Before we talk about how to move into the cloud, I want to touch on the types of cloud migration. There are varying degrees of getting to the cloud that you and your company will consider. The three primary migration types are:

  • Lift and Shift
  • Cloud Build
  • Hot Swap

While there are likely many more variations of migrating to the cloud, they all can be rolled up in some way or another to these three. So let's learn a little bit about them, shall we?

Lift and Shift

Also known as rehosting, the lift and shift approach to cloud migration is often the most common. This migration strategy involves taking your application servers from either on-prem or hosted in a datacenter and moving them to a cloud vendor as-is. The servers are made virtual and are hosted the exact same as they were on-prem.

While this is technically a cloud migration strategy, I tend to think it is not going to quickly progress you toward modernization. What it will do, however, is get your software hosted by a cloud vendor, and likely reduce costs on both you and your customers.

Lift and shift could be thought of as simply moving boxes. I've picked it up from this location and put it down in that location. Nothing changed except where the box is sitting.

As a large software company, this approach is often the least disruptive and offers the least amount of risk.

Cloud Build

On the other end of the spectrum, we have a cloud build. The start from scratch with nothing but lessons learned approach.

This method involves literally starting from nothing and using cloud services to build your application. It could involve containers, lambda functions, kubernetes, API Gateway, MongoDB, DynamoDB, or anything in-between.

The advantage to this approach is when you're done, you have a cloud-native application. An application that that scales gracefully, takes full advantage of being in the cloud, and is actually a modern application. It is hosted by a cloud vendor, takes advantage of managed cloud services, and is secure.

Being a large software company, you will of course have to maintain your legacy software until the deprecation date, but you've made a significant commitment toward modernizing and realizing the benefits of the cloud.

This approach can be thought of as ripping off the band-aid. Just do it quick to get it over with.

As you might imagine, a cloud build from scratch is the most disruptive and has a significant amount of risk.

Hot Swap

Let's say you have your application in production right now. It's a big app, with 20+ years of development in it and maintained by dozens of developers.

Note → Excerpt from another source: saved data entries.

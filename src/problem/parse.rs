//! Plain-text instance format.
//!
//! The layout is whitespace-separated:
//!
//! ```text
//! n m <ignored> <ignored>
//! <machine-id> p[0][0] <machine-id> p[1][0] ...    (one line per job)
//! SSD
//! M0
//! s[0][0][0] s[0][0][1] ...                        (n x n values)
//! M1
//! ...
//! ```
//!
//! Machine ids and section labels are read but not interpreted.

use super::error::InstanceError;
use super::instance::ProblemInstance;
use std::str::SplitWhitespace;

struct Tokens<'a> {
    inner: SplitWhitespace<'a>,
}

impl<'a> Tokens<'a> {
    fn new(text: &'a str) -> Self {
        Self {
            inner: text.split_whitespace(),
        }
    }

    fn skip(&mut self, what: &'static str) -> Result<(), InstanceError> {
        self.inner
            .next()
            .map(|_| ())
            .ok_or(InstanceError::UnexpectedEof { what })
    }

    fn number<T: std::str::FromStr>(&mut self, what: &'static str) -> Result<T, InstanceError> {
        let token = self
            .inner
            .next()
            .ok_or(InstanceError::UnexpectedEof { what })?;
        token.parse().map_err(|_| InstanceError::InvalidToken {
            what,
            token: token.to_string(),
        })
    }
}

pub(super) fn parse_instance(text: &str) -> Result<ProblemInstance, InstanceError> {
    let mut tokens = Tokens::new(text);

    let n: usize = tokens.number("job count")?;
    let m: usize = tokens.number("machine count")?;
    tokens.skip("header")?;
    tokens.skip("header")?;

    // Every value is a token of at least one byte, so a header that needs
    // more tokens than the text has bytes can never be satisfied.
    let needed = n
        .checked_mul(m)
        .and_then(|nm| nm.checked_mul(2))
        .and_then(|pairs| {
            let setups = n.checked_mul(n)?.checked_add(1)?.checked_mul(m)?;
            pairs.checked_add(setups)?.checked_add(1)
        });
    if needed.map_or(true, |needed| needed > text.len()) {
        return Err(InstanceError::TooLarge { jobs: n, machines: m });
    }

    let mut p: Vec<Vec<u32>> = (0..m).map(|_| Vec::with_capacity(n)).collect();
    for _ in 0..n {
        for row in p.iter_mut() {
            tokens.skip("machine id")?;
            row.push(tokens.number("processing time")?);
        }
    }

    tokens.skip("setup section label")?;

    let mut s = Vec::with_capacity(m);
    for _ in 0..m {
        tokens.skip("machine label")?;
        let mut matrix = Vec::with_capacity(n);
        for _ in 0..n {
            let row = (0..n)
                .map(|_| tokens.number("setup time"))
                .collect::<Result<Vec<u32>, _>>()?;
            matrix.push(row);
        }
        s.push(matrix);
    }

    ProblemInstance::new(n, m, p, s)
}

#[cfg(test)]
mod tests {
    use super::*;

    const SMALL: &str = "\
3 2 0 0
0 5 1 7
0 3 1 2
0 4 1 9
SSD
M0
0 1 2
3 0 4
5 6 0
M1
0 0 1
1 0 0
2 2 0
";

    #[test]
    fn test_parse_small() {
        let problem = ProblemInstance::parse(SMALL).unwrap();
        assert_eq!(problem.n(), 3);
        assert_eq!(problem.m(), 2);
        assert_eq!(problem.processing(0, 0), 5);
        assert_eq!(problem.processing(1, 0), 7);
        assert_eq!(problem.processing(1, 2), 9);
        assert_eq!(problem.setup(0, 1, 2), 4);
        assert_eq!(problem.setup(1, 2, 0), 2);
    }

    #[test]
    fn test_parse_via_from_str() {
        let problem: ProblemInstance = SMALL.parse().unwrap();
        assert_eq!(problem.processing(0, 1), 3);
    }

    #[test]
    fn test_parse_truncated() {
        let truncated = &SMALL[..SMALL.len() - 8];
        let err = ProblemInstance::parse(truncated).unwrap_err();
        assert!(matches!(err, InstanceError::UnexpectedEof { .. }));
    }

    #[test]
    fn test_parse_invalid_token() {
        let err = ProblemInstance::parse("3 x 0 0").unwrap_err();
        match err {
            InstanceError::InvalidToken { what, token } => {
                assert_eq!(what, "machine count");
                assert_eq!(token, "x");
            }
            other => panic!("unexpected error: {other}"),
        }
    }

    #[test]
    fn test_parse_negative_rejected() {
        let err = ProblemInstance::parse("1 1 0 0\n0 -4\nSSD\nM0\n0\n").unwrap_err();
        assert!(matches!(err, InstanceError::InvalidToken { .. }));
    }

    #[test]
    fn test_parse_oversized_header() {
        let err = ProblemInstance::parse("1000000000000000000 2 0 0").unwrap_err();
        assert!(matches!(
            err,
            InstanceError::TooLarge {
                jobs: 1_000_000_000_000_000_000,
                machines: 2
            }
        ));

        let err = ProblemInstance::parse("2 1000000000000000000 0 0\n0 1 0 1").unwrap_err();
        assert!(matches!(err, InstanceError::TooLarge { .. }));

        let err = ProblemInstance::parse(&format!("{} {} 0 0", usize::MAX, usize::MAX)).unwrap_err();
        assert!(matches!(err, InstanceError::TooLarge { .. }));
    }

    #[test]
    fn test_parse_header_just_fits() {
        // 1 job on 1 machine needs 2 + 1 + 2 value tokens.
        let problem = ProblemInstance::parse("1 1 0 0 0 4 SSD M0 0").unwrap();
        assert_eq!(problem.processing(0, 0), 4);
    }
}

As a company, you've committed to modernizing by a certain date, but know you can't do a new cloud build and feel like a lift and shift isn't enough.

What do you do?

Break your application up into small chunks and start moving them to the cloud

Does your application allow uploading and maintenance of files? Create a new cloud-native build that only handles document management. Once it's built and in the cloud, update your application to use the new service instead of the legacy document management code. Do a hot swap.

This approach is the lego method. You build a bunch of services in the cloud that may or may not have feature parity with what you currently have, and start moving the legacy app to use those instead.

By hot swapping, you give yourself the ability to move at your own pace, and over time migrate your entire app into the cloud using cloud-native features. Win-win!

The hot swap approach can be disruptive and risky if you don't play it right. But we're here to talk about what you can do to mitigate the disruption and risk.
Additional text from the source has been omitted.